Lo curioso es que, observando con algo de detenimiento, me veo rodeada
de un mundo lleno de “Penélopes”. Hombres y mujeres que, habiendo concebido un
sueño de vida en su juventud, ven pasar su existencia esperando a que se
cristalice y desdeñando muchas oportunidades y bondades que les salen al paso,
simplemente, porque no son lo que alguna vez forjaron en su mente.
Entonces veo matrimonios y familias sucumbir cuando, al paso del
tiempo, no encajan con aquel diagrama de perfección que permanece dibujado en
su proyecto inicial. Ella se queja con amargura de las deficiencias de él y, él
vive la desilusión de la mujer perfecta que necesitaba para cumplir sus sueños.

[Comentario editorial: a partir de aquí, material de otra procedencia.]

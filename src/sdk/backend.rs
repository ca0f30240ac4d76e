//! Local backend that logs vendor calls, and the mapping from session events to calls.

use super::queue::{ops, CallQueue, Dispatch, SdkBackend};
use crate::core::session::SessionEvent;
use serde_json::{json, Value};
use std::collections::VecDeque;

/// Most recent operations kept by [`LogBackend`].
pub const HISTORY_LIMIT: usize = 64;

/// Accepts every known operation and logs it instead of contacting a vendor.
#[derive(Debug, Default)]
pub struct LogBackend {
    /// The last [`HISTORY_LIMIT`] operations dispatched, oldest first.
    pub history: VecDeque<String>,
}

impl SdkBackend for LogBackend {
    fn supports(&self, op: &str) -> bool {
        op == ops::INIT || op == ops::COMMERCIAL_BREAK || ops::PASSTHROUGH.contains(&op)
    }

    fn dispatch(&mut self, op: &str, args: &[Value]) -> Dispatch {
        log::info!("sdk {}({})", op, Value::from(args.to_vec()));
        if self.history.len() == HISTORY_LIMIT {
            self.history.pop_front();
        }
        self.history.push_back(op.to_string());
        Dispatch::Done(Ok(Value::Bool(true)))
    }
}

/// Queue the vendor calls that correspond to session events.
pub fn forward_session_events<B: SdkBackend>(queue: &mut CallQueue<B>, events: &[SessionEvent]) {
    for event in events {
        match event {
            SessionEvent::Started => {
                queue.enqueue_detached(ops::ROUND_START, vec![]);
                queue.enqueue_detached(ops::GAMEPLAY_START, vec![]);
            }
            SessionEvent::Resumed => {
                queue.enqueue_detached(ops::GAMEPLAY_START, vec![]);
            }
            SessionEvent::Paused => {
                queue.enqueue_detached(ops::GAMEPLAY_STOP, vec![]);
            }
            SessionEvent::GameOver { score, .. } => {
                queue.enqueue_detached(ops::GAMEPLAY_STOP, vec![]);
                queue.enqueue_detached(ops::ROUND_END, vec![json!({ "score": score })]);
            }
            SessionEvent::NewHighScore { score, .. } => {
                queue.enqueue_detached(ops::SEND_HIGHSCORE, vec![json!(score)]);
            }
            SessionEvent::Jumped | SessionEvent::Scored { .. } | SessionEvent::ReturnedToMenu => {}
        }
    }
}

#[cfg(test)]
mod tests {
    use super::*;
    use crate::core::session::CrashCause;

    #[test]
    fn test_log_backend_accepts_known_ops() {
        let backend = LogBackend::default();
        assert!(backend.supports("init"));
        assert!(backend.supports("happyTime"));
        assert!(!backend.supports("rewardedBreak"));
    }

    #[test]
    fn test_game_over_with_record() {
        let mut queue = CallQueue::new(LogBackend::default());
        queue.mark_ready();
        forward_session_events(
            &mut queue,
            &[
                SessionEvent::GameOver {
                    score: 3.0,
                    cause: CrashCause::HitPipe,
                },
                SessionEvent::NewHighScore {
                    score: 3.0,
                    previous: 1.0,
                },
            ],
        );
        assert_eq!(
            queue.backend().history,
            vec!["gameplayStop", "roundEnd", "sendHighscore"]
        );
    }

    #[test]
    fn test_forwarded_calls_keep_no_results() {
        let mut queue = CallQueue::new(LogBackend::default());
        queue.mark_ready();
        for round in 0..200 {
            forward_session_events(
                &mut queue,
                &[
                    SessionEvent::Started,
                    SessionEvent::GameOver {
                        score: round as f64,
                        cause: CrashCause::Fell,
                    },
                ],
            );
        }
        assert_eq!(queue.retained_results(), 0);
        assert_eq!(queue.backend().history.len(), HISTORY_LIMIT);
        assert_eq!(queue.backend().history.back().map(String::as_str), Some("roundEnd"));
    }

    #[test]
    fn test_jumps_are_not_forwarded() {
        let mut queue = CallQueue::new(LogBackend::default());
        queue.mark_ready();
        forward_session_events(&mut queue, &[SessionEvent::Jumped, SessionEvent::Scored { score: 0.5 }]);
        assert!(queue.backend().history.is_empty());
    }
}
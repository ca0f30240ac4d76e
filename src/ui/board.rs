//! Rasterizes the 750x620 board into terminal cells.

use crate::core::constants::{BOARD_HEIGHT, BOARD_WIDTH};
use crate::core::session::Session;
use ratatui::{
    layout::Rect,
    style::{Color, Modifier, Style},
    text::{Line, Span},
    widgets::Paragraph,
    Frame,
};

/// What one terminal cell shows.
#[derive(Debug, Clone, Copy, PartialEq, Eq)]
pub enum Cell {
    Empty,
    Pipe,
    Bird,
}

/// Sample the board at each cell's center. The bird always gets a cell, even
/// when the terminal is too small for its hitbox to cover a sample point.
pub fn rasterize(session: &Session, width: usize, height: usize) -> Vec<Vec<Cell>> {
    let mut grid = vec![vec![Cell::Empty; width]; height];
    if width == 0 || height == 0 {
        return grid;
    }

    let x_scale = BOARD_WIDTH / width as f64;
    let y_scale = BOARD_HEIGHT / height as f64;

    for (row, cells) in grid.iter_mut().enumerate() {
        let py = (row as f64 + 0.5) * y_scale;
        for (col, cell) in cells.iter_mut().enumerate() {
            let px = (col as f64 + 0.5) * x_scale;
            let hit = session.obstacles.iter().any(|o| {
                let b = o.hitbox();
                px >= b.x && px < b.right() && py >= b.y && py < b.bottom()
            });
            if hit {
                *cell = Cell::Pipe;
            }
        }
    }

    let bird = session.body.hitbox();
    let center_col = ((bird.x + bird.width / 2.0) / x_scale) as usize;
    let center_row = ((bird.y + bird.height / 2.0) / y_scale) as usize;
    if center_row < height && center_col < width {
        grid[center_row][center_col] = Cell::Bird;
    }

    grid
}

pub fn render_board(frame: &mut Frame, area: Rect, session: &Session) {
    let grid = rasterize(session, area.width as usize, area.height as usize);

    let bird_glyph = if session.body.velocity_y < -0.5 {
        "▲"
    } else if session.body.velocity_y > 1.0 {
        "▼"
    } else {
        "►"
    };

    let lines: Vec<Line> = grid
        .iter()
        .map(|row| {
            Line::from(
                row.iter()
                    .map(|cell| match cell {
                        Cell::Empty => Span::raw(" "),
                        Cell::Pipe => Span::styled("█", Style::default().fg(Color::Green)),
                        Cell::Bird => Span::styled(
                            bird_glyph,
                            Style::default()
                                .fg(Color::Yellow)
                                .add_modifier(Modifier::BOLD),
                        ),
                    })
                    .collect::<Vec<_>>(),
            )
        })
        .collect();

    frame.render_widget(Paragraph::new(lines), area);
}
//! Embed the commit hash and build date at compile time.

use std::env;
use std::fs;
use std::path::Path;
use std::process::Command;

fn main() {
    // CI passes these in; local builds ask git and the clock
    let commit = env::var("FLAPPY_BUILD_COMMIT").unwrap_or_else(|_| {
        Command::new("git")
            .args(["rev-parse", "--short=7", "HEAD"])
            .output()
            .ok()
            .filter(|o| o.status.success())
            .and_then(|o| String::from_utf8(o.stdout).ok())
            .map(|s| s.trim().to_string())
            .filter(|s| !s.is_empty())
            .unwrap_or_else(|| "unknown".to_string())
    });
    let date = env::var("FLAPPY_BUILD_DATE")
        .unwrap_or_else(|_| chrono::Utc::now().format("%Y-%m-%d").to_string());

    let out_dir = env::var("OUT_DIR").expect("cargo sets OUT_DIR");
    fs::write(
        Path::new(&out_dir).join("build_info.rs"),
        format!(
            "pub const BUILD_COMMIT: &str = {:?};\npub const BUILD_DATE: &str = {:?};\n",
            commit, date
        ),
    )
    .expect("failed to write build_info.rs");

    println!("cargo:rerun-if-changed=.git/HEAD");
    println!("cargo:rerun-if-env-changed=FLAPPY_BUILD_COMMIT");
    println!("cargo:rerun-if-env-changed=FLAPPY_BUILD_DATE");
}
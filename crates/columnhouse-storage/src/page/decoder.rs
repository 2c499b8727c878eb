use columnhouse_core::cursor;
use columnhouse_core::varint;
use columnhouse_core::{Datum, Error, Result};

use super::compression::decompress;
use super::encoding::decode_values;
use super::{PageFormat, MAX_PAGE_ROWS, PAGE_CRC_SIZE};

/// Decode one on-disk page into its cells.
///
/// `expected_rows` comes from the ordinal index; a page holding any other
/// number of values is corrupt.
pub fn decode_page(
    format: &PageFormat,
    raw: &[u8],
    expected_rows: usize,
    verify_checksum: bool,
) -> Result<Vec<Option<Datum>>> {
    if expected_rows > MAX_PAGE_ROWS {
        return Err(Error::corruption(format!(
            "page of {} rows exceeds the {} row limit",
            expected_rows, MAX_PAGE_ROWS
        )));
    }
    if raw.len() < PAGE_CRC_SIZE {
        return Err(Error::corruption(format!(
            "page of {} bytes has no checksum trailer",
            raw.len()
        )));
    }
    let (compressed, mut trailer) = raw.split_at(raw.len() - PAGE_CRC_SIZE);
    if verify_checksum {
        let stored = cursor::get_u32_le(&mut trailer, "page checksum")?;
        let computed = crc32c::crc32c(compressed);
        if stored != computed {
            return Err(Error::ChecksumMismatch { stored, computed });
        }
    }

    let body = decompress(format.compression, compressed)?;
    let mut cursor = body.as_slice();

    let num_values = varint::decode_varint_u64(&mut cursor)?;
    if num_values != expected_rows as u64 {
        return Err(Error::corruption(format!(
            "page holds {} values, ordinal index expects {}",
            num_values, expected_rows
        )));
    }
    let has_nulls = cursor::get_flag(&mut cursor, "has_nulls")?;
    let nulls: Vec<bool> = if has_nulls {
        let bitmap = cursor::take(&mut cursor, expected_rows.div_ceil(8), "null bitmap")?;
        (0..expected_rows)
            .map(|i| (bitmap[i / 8] >> (i % 8)) & 1 == 1)
            .collect()
    } else {
        vec![false; expected_rows]
    };

    let non_null = nulls.iter().filter(|null| !**null).count();
    let mut values = decode_values(&format.field, format.encoding, &mut cursor, non_null)?
        .into_iter();
    if !cursor.is_empty() {
        return Err(Error::corruption(format!(
            "{} trailing bytes after page values",
            cursor.len()
        )));
    }

    Ok(nulls
        .into_iter()
        .map(|null| if null { None } else { values.next() })
        .collect())
}

#[cfg(test)]
mod tests {
    use super::*;
    use crate::page::{PageBuilder, PageFormat};
    use columnhouse_core::{Compression, Encoding, Field, FieldType};

    fn int_format(compression: Compression) -> PageFormat {
        PageFormat::new(Field::new(FieldType::Int, 0), Encoding::BitPacked, compression).unwrap()
    }

    fn build(format: PageFormat, cells: &[Option<Datum>]) -> Vec<u8> {
        let mut builder = PageBuilder::new(format);
        for cell in cells {
            builder.add(cell.as_ref());
        }
        builder.finish().unwrap()
    }

    #[test]
    fn test_page_roundtrip_with_nulls() {
        let cells = vec![
            Some(Datum::Int32(5)),
            None,
            Some(Datum::Int32(2)),
            Some(Datum::Int32(9)),
        ];
        for compression in [Compression::None, Compression::Lz4] {
            let format = int_format(compression);
            let page = build(format, &cells);
            assert_eq!(decode_page(&format, &page, 4, true).unwrap(), cells);
        }
    }

    #[test]
    fn test_page_all_nulls() {
        let format = PageFormat::new(
            Field::new(FieldType::Varchar, 0),
            Encoding::Dictionary,
            Compression::Lz4,
        )
        .unwrap();
        let cells = vec![None; 17];
        let page = build(format, &cells);
        assert_eq!(decode_page(&format, &page, 17, true).unwrap(), cells);
    }

    #[test]
    fn test_builder_resets_after_finish() {
        let format = int_format(Compression::None);
        let mut builder = PageBuilder::new(format);
        builder.add(None);
        builder.add(Some(&Datum::Int32(1)));
        builder.finish().unwrap();
        assert!(builder.is_empty());

        builder.add(Some(&Datum::Int32(3)));
        let page = builder.finish().unwrap();
        assert_eq!(
            decode_page(&format, &page, 1, true).unwrap(),
            vec![Some(Datum::Int32(3))]
        );
    }

    #[test]
    fn test_builder_is_full() {
        let format = int_format(Compression::Lz4);
        let mut builder = PageBuilder::new(format);
        for i in 0..3 {
            builder.add(Some(&Datum::Int32(i)));
        }
        assert!(builder.is_full(3, 1 << 20));
        assert!(!builder.is_full(4, 1 << 20));
        assert!(builder.is_full(100, 8));
    }

    #[test]
    fn test_flipped_byte_is_checksum_mismatch() {
        let format = int_format(Compression::Lz4);
        let mut page = build(format, &[Some(Datum::Int32(1)), Some(Datum::Int32(2))]);
        page[0] ^= 0x40;
        let err = decode_page(&format, &page, 2, true).unwrap_err();
        assert!(matches!(err, Error::ChecksumMismatch { .. }));
    }

    #[test]
    fn test_row_count_mismatch_is_corruption() {
        let format = int_format(Compression::None);
        let page = build(format, &[Some(Datum::Int32(1))]);
        assert!(decode_page(&format, &page, 2, true).unwrap_err().is_corruption());
    }

    #[test]
    fn test_short_page_is_corruption() {
        let format = int_format(Compression::None);
        assert!(decode_page(&format, &[1, 2], 0, true).unwrap_err().is_corruption());
    }
}
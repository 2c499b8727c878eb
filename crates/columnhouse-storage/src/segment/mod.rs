//! Segment File Format
//!
//! A segment holds a fixed set of rows for one schema, stored column by column.
//!
//! ## Segment File Structure
//!
//! ```text
//! ┌─────────────────────────────────────────────────────────────┐
//! │ Column 0 data pages                                         │
//! │ Column 1 data pages                                         │
//! │ ...                                                         │
//! │ Column N data pages                                         │
//! ├─────────────────────────────────────────────────────────────┤
//! │ Column 0 ordinal index ... Column N ordinal index           │
//! ├─────────────────────────────────────────────────────────────┤
//! │ Column 0 zone map ... Column N zone map (key columns only)  │
//! ├─────────────────────────────────────────────────────────────┤
//! │ Short-key index                                             │
//! ├─────────────────────────────────────────────────────────────┤
//! │ Footer bytes (serialized SegmentFooter)                     │
//! │ Footer size    (4 bytes, u32 LE)                            │
//! │ Footer CRC32C  (4 bytes, u32 LE)                            │
//! │ Magic bytes: "D0R1" (4 bytes)                               │
//! └─────────────────────────────────────────────────────────────┘
//! ```
//!
//! Sections are never interleaved across columns. A section's pointer is only
//! known once its bytes are on disk, so every data section precedes every index
//! section, and the footer comes last.
//!
//! The magic sits at the end of the file: a reader locates and validates the
//! footer with a single read of the last 12 bytes, without a header seek.
//!
//! ## Footer
//!
//! ```text
//! version u8 (= 1)
//! varint num_rows
//! varint num_columns
//! ColumnMeta × num_columns
//! optional short-key index pointer (presence byte + varint offset + varint size)
//! ```

mod footer;
mod reader;
mod writer;

pub use footer::SegmentFooter;
pub use reader::{SegmentIterator, SegmentReader};
pub use writer::{SegmentWriter, WriterState};

/// Trailing magic bytes
pub const SEGMENT_MAGIC: &[u8; 4] = b"D0R1";

/// Footer format version
pub const SEGMENT_VERSION: u8 = 1;

/// Footer size + footer CRC32C + magic
pub const FOOTER_TRAILER_SIZE: usize = 12;

/// Fixed overhead counted by `SegmentWriter::estimate_segment_size`
pub const MAGIC_HEADER_ESTIMATE: usize = 8;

Los ancianos, por su parte, se llenan de tristezas cuando su mundo,
incesantemente, les presenta pérdidas, retos y problemas. Y ven como sus vidas
se agotan, en la inútil espera del día impecable y perfecto para entonces ser
felices.
Los padres se decepcionan de los hijos, los profesionales, de sus
carreras y la cadena de desilusión es tan grande que, al final, se vuelve
insalvable y sólo queda la espera de lo que nunca vendrá en patética
resignación.
Creo que Penélope, después de
todo, no está tan sola en el andén pues, muchos tantos como ella, viven con los
ojos fijos en la quimérica ilusión y con el cuerpo ausente de lo que la realidad
les ofrece.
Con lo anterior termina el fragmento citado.